<<<<

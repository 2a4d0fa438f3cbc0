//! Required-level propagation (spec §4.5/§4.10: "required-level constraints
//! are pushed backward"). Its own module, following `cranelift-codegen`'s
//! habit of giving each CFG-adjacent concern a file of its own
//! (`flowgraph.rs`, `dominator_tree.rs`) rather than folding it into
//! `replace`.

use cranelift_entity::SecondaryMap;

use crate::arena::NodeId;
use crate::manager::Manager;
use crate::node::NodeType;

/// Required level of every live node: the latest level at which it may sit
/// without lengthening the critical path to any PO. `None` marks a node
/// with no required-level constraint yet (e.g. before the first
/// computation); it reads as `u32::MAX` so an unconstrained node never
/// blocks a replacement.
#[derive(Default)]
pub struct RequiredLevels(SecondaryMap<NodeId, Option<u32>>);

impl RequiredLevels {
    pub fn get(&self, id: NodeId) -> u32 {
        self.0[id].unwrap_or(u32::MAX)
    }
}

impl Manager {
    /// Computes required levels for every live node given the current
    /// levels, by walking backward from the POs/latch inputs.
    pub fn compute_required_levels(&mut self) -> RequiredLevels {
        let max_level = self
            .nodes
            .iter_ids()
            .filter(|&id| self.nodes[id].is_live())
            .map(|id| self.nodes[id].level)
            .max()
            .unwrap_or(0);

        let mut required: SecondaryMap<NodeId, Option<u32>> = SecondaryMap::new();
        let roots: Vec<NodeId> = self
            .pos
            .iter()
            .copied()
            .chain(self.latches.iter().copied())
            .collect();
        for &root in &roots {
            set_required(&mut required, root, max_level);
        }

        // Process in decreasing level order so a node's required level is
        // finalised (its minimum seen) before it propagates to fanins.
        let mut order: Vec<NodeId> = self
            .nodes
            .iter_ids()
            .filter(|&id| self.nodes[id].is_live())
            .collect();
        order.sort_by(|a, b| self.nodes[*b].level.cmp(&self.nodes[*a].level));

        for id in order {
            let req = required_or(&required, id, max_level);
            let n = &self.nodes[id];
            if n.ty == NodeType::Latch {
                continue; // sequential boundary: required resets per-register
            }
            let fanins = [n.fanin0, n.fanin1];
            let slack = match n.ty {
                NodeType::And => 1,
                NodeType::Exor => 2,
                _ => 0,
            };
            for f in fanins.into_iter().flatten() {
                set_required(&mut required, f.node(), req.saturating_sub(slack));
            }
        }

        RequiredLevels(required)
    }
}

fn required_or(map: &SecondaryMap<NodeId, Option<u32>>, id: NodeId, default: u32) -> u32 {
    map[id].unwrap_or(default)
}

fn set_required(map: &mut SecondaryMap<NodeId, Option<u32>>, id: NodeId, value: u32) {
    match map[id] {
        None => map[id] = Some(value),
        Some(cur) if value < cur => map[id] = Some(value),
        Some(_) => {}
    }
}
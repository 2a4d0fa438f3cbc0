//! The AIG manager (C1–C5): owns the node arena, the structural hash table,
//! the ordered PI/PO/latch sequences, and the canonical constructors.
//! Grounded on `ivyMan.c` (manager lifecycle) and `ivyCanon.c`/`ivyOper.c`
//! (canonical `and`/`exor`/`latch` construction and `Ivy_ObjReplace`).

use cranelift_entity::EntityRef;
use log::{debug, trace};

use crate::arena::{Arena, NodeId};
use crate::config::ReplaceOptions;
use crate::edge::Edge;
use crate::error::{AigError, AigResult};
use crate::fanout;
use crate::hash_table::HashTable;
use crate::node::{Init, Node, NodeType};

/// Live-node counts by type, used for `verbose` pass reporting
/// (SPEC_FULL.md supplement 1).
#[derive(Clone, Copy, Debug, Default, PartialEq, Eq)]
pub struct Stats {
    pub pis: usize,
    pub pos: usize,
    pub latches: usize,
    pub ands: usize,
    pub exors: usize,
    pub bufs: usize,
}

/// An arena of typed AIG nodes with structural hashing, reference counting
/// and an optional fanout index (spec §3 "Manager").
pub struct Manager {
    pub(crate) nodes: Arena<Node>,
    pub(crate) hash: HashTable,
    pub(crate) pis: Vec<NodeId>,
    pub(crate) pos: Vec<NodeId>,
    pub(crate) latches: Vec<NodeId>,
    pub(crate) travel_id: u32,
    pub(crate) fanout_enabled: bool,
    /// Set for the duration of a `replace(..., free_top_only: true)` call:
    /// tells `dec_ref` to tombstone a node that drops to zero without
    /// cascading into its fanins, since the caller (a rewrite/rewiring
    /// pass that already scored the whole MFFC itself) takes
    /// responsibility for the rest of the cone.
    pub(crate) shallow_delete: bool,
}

>>>>

## Directions for this task
Print every entry from the material exactly.

## Exercise output
repository 2a4d0fa438f3cbc0
//! Required-level propagation (spec §4.5/§4.10: "required-level constraints
//! are pushed backward"). Its own module, following `cranelift-codegen`'s
//! habit of giving each CFG-adjacent concern a file of its own
//! (`flowgraph.rs`, `dominator_tree.rs`) rather than folding it into
//! `replace`.

use cranelift_entity::SecondaryMap;

use crate::arena::NodeId;
use crate::manager::Manager;
use crate::node::NodeType;

/// Required level of every live node: the latest level at which it may sit
/// without lengthening the critical path to any PO. `None` marks a node
/// with no required-level constraint yet (e.g. before the first
/// computation); it reads as `u32::MAX` so an unconstrained node never
/// blocks a replacement.
#[derive(Default)]
pub struct RequiredLevels(SecondaryMap<NodeId, Option<u32>>);

impl RequiredLevels {
    pub fn get(&self, id: NodeId) -> u32 {
        self.0[id].unwrap_or(u32::MAX)
    }
}

impl Manager {
    /// Computes required levels for every live node given the current
    /// levels, by walking backward from the POs/latch inputs.
    pub fn compute_required_levels(&mut self) -> RequiredLevels {
        let max_level = self
            .nodes
            .iter_ids()
            .filter(|&id| self.nodes[id].is_live())
            .map(|id| self.nodes[id].level)
            .max()
            .unwrap_or(0);

        let mut required: SecondaryMap<NodeId, Option<u32>> = SecondaryMap::new();
        let roots: Vec<NodeId> = self
            .pos
            .iter()
            .copied()
            .chain(self.latches.iter().copied())
            .collect();
        for &root in &roots {
            set_required(&mut required, root, max_level);
        }

        // Process in decreasing level order so a node's required level is
        // finalised (its minimum seen) before it propagates to fanins.
        let mut order: Vec<NodeId> = self
            .nodes
            .iter_ids()
            .filter(|&id| self.nodes[id].is_live())
            .collect();
        order.sort_by(|a, b| self.nodes[*b].level.cmp(&self.nodes[*a].level));

        for id in order {
            let req = required_or(&required, id, max_level);
            let n = &self.nodes[id];
            if n.ty == NodeType::Latch {
                continue; // sequential boundary: required resets per-register
            }
            let fanins = [n.fanin0, n.fanin1];
            let slack = match n.ty {
                NodeType::And => 1,
                NodeType::Exor => 2,
                _ => 0,
            };
            for f in fanins.into_iter().flatten() {
                set_required(&mut required, f.node(), req.saturating_sub(slack));
            }
        }

        RequiredLevels(required)
    }
}

fn required_or(map: &SecondaryMap<NodeId, Option<u32>>, id: NodeId, default: u32) -> u32 {
    map[id].unwrap_or(default)
}

fn set_required(map: &mut SecondaryMap<NodeId, Option<u32>>, id: NodeId, value: u32) {
    match map[id] {
        None => map[id] = Some(value),
        Some(cur) if value < cur => map[id] = Some(value),
        Some(_) => {}
    }
}
repository 2a4d0fa438f3cbc0
//! The AIG manager (C1–C5): owns the node arena, the structural hash table,
//! the ordered PI/PO/latch sequences, and the canonical constructors.
//! Grounded on `ivyMan.c` (manager lifecycle) and `ivyCanon.c`/`ivyOper.c`
//! (canonical `and`/`exor`/`latch` construction and `Ivy_ObjReplace`).

use cranelift_entity::EntityRef;
use log::{debug, trace};

use crate::arena::{Arena, NodeId};
use crate::config::ReplaceOptions;
use crate::edge::Edge;
use crate::error::{AigError, AigResult};
use crate::fanout;
use crate::hash_table::HashTable;
use crate::node::{Init, Node, NodeType};

/// Live-node counts by type, used for `verbose` pass reporting
/// (SPEC_FULL.md supplement 1).
#[derive(Clone, Copy, Debug, Default, PartialEq, Eq)]
pub struct Stats {
    pub pis: usize,
    pub pos: usize,
    pub latches: usize,
    pub ands: usize,
    pub exors: usize,
    pub bufs: usize,
}

/// An arena of typed AIG nodes with structural hashing, reference counting
/// and an optional fanout index (spec §3 "Manager").
pub struct Manager {
    pub(crate) nodes: Arena<Node>,
    pub(crate) hash: HashTable,
    pub(crate) pis: Vec<NodeId>,
    pub(crate) pos: Vec<NodeId>,
    pub(crate) latches: Vec<NodeId>,
    pub(crate) travel_id: u32,
    pub(crate) fanout_enabled: bool,
    /// Set for the duration of a `replace(..., free_top_only: true)` call:
    /// tells `dec_ref` to tombstone a node that drops to zero without
    /// cascading into its fanins, since the caller (a rewrite/rewiring
    /// pass that already scored the whole MFFC itself) takes
    /// responsibility for the rest of the cone.
    pub(crate) shallow_delete: bool,
}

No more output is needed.